Studio album by Thee Michelle Gun Elephant
- Released: 12 June 2001
- Genre: Garage rock
- Length: 64:51
- Label: Alive

Thee Michelle Gun Elephant chronology
| Casanova Snake (1999) | Collection (2001) | Rodeo Tandem Beat Specter (2001) |

= Collection (Thee Michelle Gun Elephant album) =

Collection is a compilation album by Thee Michelle Gun Elephant, released in 2001. This record was for North America only and, much like TMGE 106 released the previous year in Japan, contained selections from the band's catalogue. Alive Records made the album available as both a CD and a double LP version.

== Reception ==
In Music We Trust reviewed the album positively, stating that it was "stuffed full of every single one of TMGE's Should've Been Greatest Hits." Similarly, Exclaim! called the album "brilliant" and pointed out that the band's sound forced listeners to "focus on the entire experience, the sheer sonic tumult", highlighting "Boogie" as a standout track.

== Track listing ==
1. "Pinhead Cramberry Dance"
2. "Young Jaguar"
3. "Hi!
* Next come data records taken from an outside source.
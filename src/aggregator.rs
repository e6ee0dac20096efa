use std::sync::{Arc, Mutex, MutexGuard, PoisonError, Weak};
use std::time::Duration;

use tokio::runtime::Handle;
use tokio::task::JoinHandle;
use tokio_util::sync::CancellationToken;
use tracing::{debug, info, warn};

use crate::config::AggregatorConfig;
use crate::kernel::batch::{BatchProcessor, FlushOutcome, InFlightBatch, SkipReason};
use crate::kernel::item::ItemId;
use crate::kernel::scheduler::{Scheduler, SideEffect, Trigger};
use crate::kernel::state::{AggregatorState, StateDelta};
use crate::kernel::telemetry::event::TelemetryEvent;
use crate::kernel::telemetry::metrics::TelemetrySnapshot;
use crate::kernel::telemetry::recorder::TelemetryRecorder;
use crate::services::views::BatchEndpoint;

/// Facade over the batching core.
///
/// Every call takes one short lock over the core, applies its delta and re-runs the
/// scheduling policy before returning. The lock is never held across the network
/// submission, which runs as a spawned task on the captured runtime.
pub struct Aggregator<E: BatchEndpoint> {
    inner: Arc<Inner<E>>,
}

struct Core {
    state: AggregatorState,
    telemetry: TelemetryRecorder,
}

struct Inner<E> {
    core: Mutex<Core>,
    scheduler: Scheduler,
    endpoint: Arc<E>,
    runtime: Handle,
}

/// Completion signal for a flush. Dropping it does not cancel the submission.
#[must_use = "dropping a FlushHandle detaches the flush; call `wait` to observe its outcome"]
#[derive(Debug)]
pub enum FlushHandle {
    Skipped(SkipReason),
    Submitted(JoinHandle<FlushOutcome>),
}

impl FlushHandle {
    pub fn is_submitted(&self) -> bool {
        matches!(self, FlushHandle::Submitted(_))
    }

    pub async fn wait(self) -> FlushOutcome {
        match self {
            FlushHandle::Skipped(reason) => FlushOutcome::Skipped(reason),
            FlushHandle::Submitted(task) => match task.await {
                Ok(outcome) => outcome,
                Err(error) => {
                    warn!(%error, "Flush task did not run to completion");
                    FlushOutcome::Abandoned
                }
            },
        }
    }
}

impl<E: BatchEndpoint> Aggregator<E> {
    /// # Panics
    /// Panics when called outside a tokio runtime; use [`Aggregator::with_runtime`] there.
    pub fn new(config: AggregatorConfig, endpoint: Arc<E>) -> Self {
        Self::with_runtime(config, endpoint, Handle::current())
    }

    pub fn with_runtime(config: AggregatorConfig, endpoint: Arc<E>, runtime: Handle) -> Self {
        info!(
            threshold = config.batch_threshold,
            delay_ms = config.batch_delay.as_millis() as u64,
            "View aggregator started"
        );
        Self {
            inner: Arc::new(Inner {
                core: Mutex::new(Core {
                    state: AggregatorState::new(),
                    telemetry: TelemetryRecorder::new(),
                }),
                scheduler: Scheduler::new(config.batch_threshold, config.batch_delay),
                endpoint,
                runtime,
            }),
        }
    }

    /// Queue a view. Empty ids are ignored. Never blocks on the network.
    pub fn record_view(&self, id: impl AsRef<str>) {
        let Some(id) = ItemId::parse(id.as_ref()) else {
            debug!("Ignoring view with empty item id");
            return;
        };

        let mut core = self.inner.lock();
        if core.state.closed {
            debug!(item = %id, "Ignoring view recorded after shutdown");
            return;
        }

        core.state.reduce(StateDelta::ViewRecorded(id));
        self.inner.apply_policy(&mut core);
    }

    /// Last confirmed count, or 0.
    pub fn view_count(&self, id: impl AsRef<str>) -> u64 {
        self.inner.lock().state.counts.get(id.as_ref())
    }

    /// One-time priming with a count known from elsewhere (e.g. the item payload).
    /// Negative counts, empty ids and repeat seeds are ignored.
    pub fn seed_initial_count(&self, id: impl AsRef<str>, count: i64) {
        let Some(id) = ItemId::parse(id.as_ref()) else {
            debug!("Ignoring seed with empty item id");
            return;
        };
        let Ok(count) = u64::try_from(count) else {
            debug!(item = %id, count, "Ignoring negative seed count");
            return;
        };

        self.inner
            .lock()
            .state
            .reduce(StateDelta::CountSeeded { id, count });
    }

    /// Same initiation as the threshold trigger. Skips if a flush is in flight or
    /// nothing is pending.
    pub fn flush_now(&self) -> FlushHandle {
        let mut core = self.inner.lock();
        self.inner.start_flush(&mut core, Trigger::Manual)
    }

    /// Stop accepting views and make one best-effort final flush.
    ///
    /// A flush already in flight is left to settle on its own; no second one is started.
    pub async fn shutdown(&self) -> FlushOutcome {
        let handle = {
            let mut core = self.inner.lock();
            if core.state.closed {
                return FlushOutcome::Skipped(SkipReason::Closed);
            }
            self.inner.close(&mut core)
        };
        handle.wait().await
    }

    pub fn pending_len(&self) -> usize {
        self.inner.lock().state.pending.len()
    }

    pub fn pending_ids(&self) -> Vec<ItemId> {
        self.inner.lock().state.pending.snapshot()
    }

    pub fn is_processing(&self) -> bool {
        self.inner.lock().state.processing
    }

    pub fn timer_armed(&self) -> bool {
        self.inner.lock().state.timer.is_armed()
    }

    pub fn is_closed(&self) -> bool {
        self.inner.lock().state.closed
    }

    pub fn telemetry(&self) -> TelemetrySnapshot {
        self.inner.lock().telemetry.snapshot()
    }
}

impl<E: BatchEndpoint> Drop for Aggregator<E> {
    fn drop(&mut self) {
        let mut core = self.inner.lock();
        if core.state.closed {
            return;
        }
        // Submission outlives us; its result is discarded once the core is gone.
        let _ = self.inner.close(&mut core);
    }
}

impl<E: BatchEndpoint> Inner<E> {
    fn lock(&self) -> MutexGuard<'_, Core> {
        self.core.lock().unwrap_or_else(PoisonError::into_inner)
    }

    fn apply_policy(self: &Arc<Self>, core: &mut Core) {
        match self.scheduler.evaluate(&core.state) {
            Some(SideEffect::Flush(trigger)) => {
                let _ = self.start_flush(core, trigger);
            }
            Some(SideEffect::ArmTimer(delay)) => self.arm_timer(core, delay),
            None => {}
        }
    }

    fn start_flush(self: &Arc<Self>, core: &mut Core, trigger: Trigger) -> FlushHandle {
        let Core { state, telemetry } = core;
        match BatchProcessor::begin(state, telemetry, trigger) {
            Err(reason) => FlushHandle::Skipped(reason),
            Ok(batch) => {
                let inner = Arc::downgrade(self);
                let endpoint = Arc::clone(&self.endpoint);
                FlushHandle::Submitted(self.runtime.spawn(settle_batch(inner, endpoint, batch)))
            }
        }
    }

    fn arm_timer(self: &Arc<Self>, core: &mut Core, delay: Duration) {
        let token = CancellationToken::new();
        core.state.reduce(StateDelta::TimerArmed(token.clone()));
        core.telemetry.record(TelemetryEvent::TimerArmed {
            delay_ms: delay.as_millis() as u64,
        });
        debug!(delay_ms = delay.as_millis() as u64, "Deferred flush armed");

        let inner = Arc::downgrade(self);
        self.runtime.spawn(async move {
            tokio::select! {
                _ = token.cancelled() => {}
                _ = tokio::time::sleep(delay) => {
                    if let Some(inner) = inner.upgrade() {
                        inner.fire_timer(&token);
                    }
                }
            }
        });
    }

    fn fire_timer(self: &Arc<Self>, token: &CancellationToken) {
        let mut core = self.lock();
        // Disarmed between waking and taking the lock.
        if token.is_cancelled() {
            return;
        }
        core.state.reduce(StateDelta::TimerCleared);
        let _ = self.start_flush(&mut core, Trigger::Delay);
    }

    fn close(self: &Arc<Self>, core: &mut Core) -> FlushHandle {
        let pending = core.state.pending.len();
        info!(pending, "Tearing down view aggregator");
        core.telemetry.record(TelemetryEvent::Teardown { pending });

        let handle = self.start_flush(core, Trigger::Teardown);
        core.state.reduce(StateDelta::Closed);
        handle
    }
}

/// Submit outside the lock, then reconcile and re-run the policy under it.
async fn settle_batch<E: BatchEndpoint>(
    inner: Weak<Inner<E>>,
    endpoint: Arc<E>,
    batch: InFlightBatch,
) -> FlushOutcome {
    let result = endpoint.submit(batch.items.clone()).await;

    let Some(inner) = inner.upgrade() else {
        debug!(batch_id = %batch.id, "Aggregator released before batch settled; discarding result");
        return FlushOutcome::Discarded { batch_id: batch.id };
    };

    let mut core = inner.lock();
    let Core { state, telemetry } = &mut *core;
    let outcome = BatchProcessor::reconcile(state, telemetry, &batch, result);
    inner.apply_policy(&mut core);
    outcome
}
China"
4. "Smokin' Billy"
5. "Lily"
6. "Out Blues"
7. "Why Do You Want To Shake?"
8. "Blue Nylon Shirts (From Balcony)"
9. "Black Tambourine"
10. "Boogie"
11. "The Birdmen"
12. "Baby, Please Go Home"
13. "Vibe On!"
14. "Revolver Junkies"
15. "World's End (Primitive Version)
16. "GT 400"
17. "Cisco"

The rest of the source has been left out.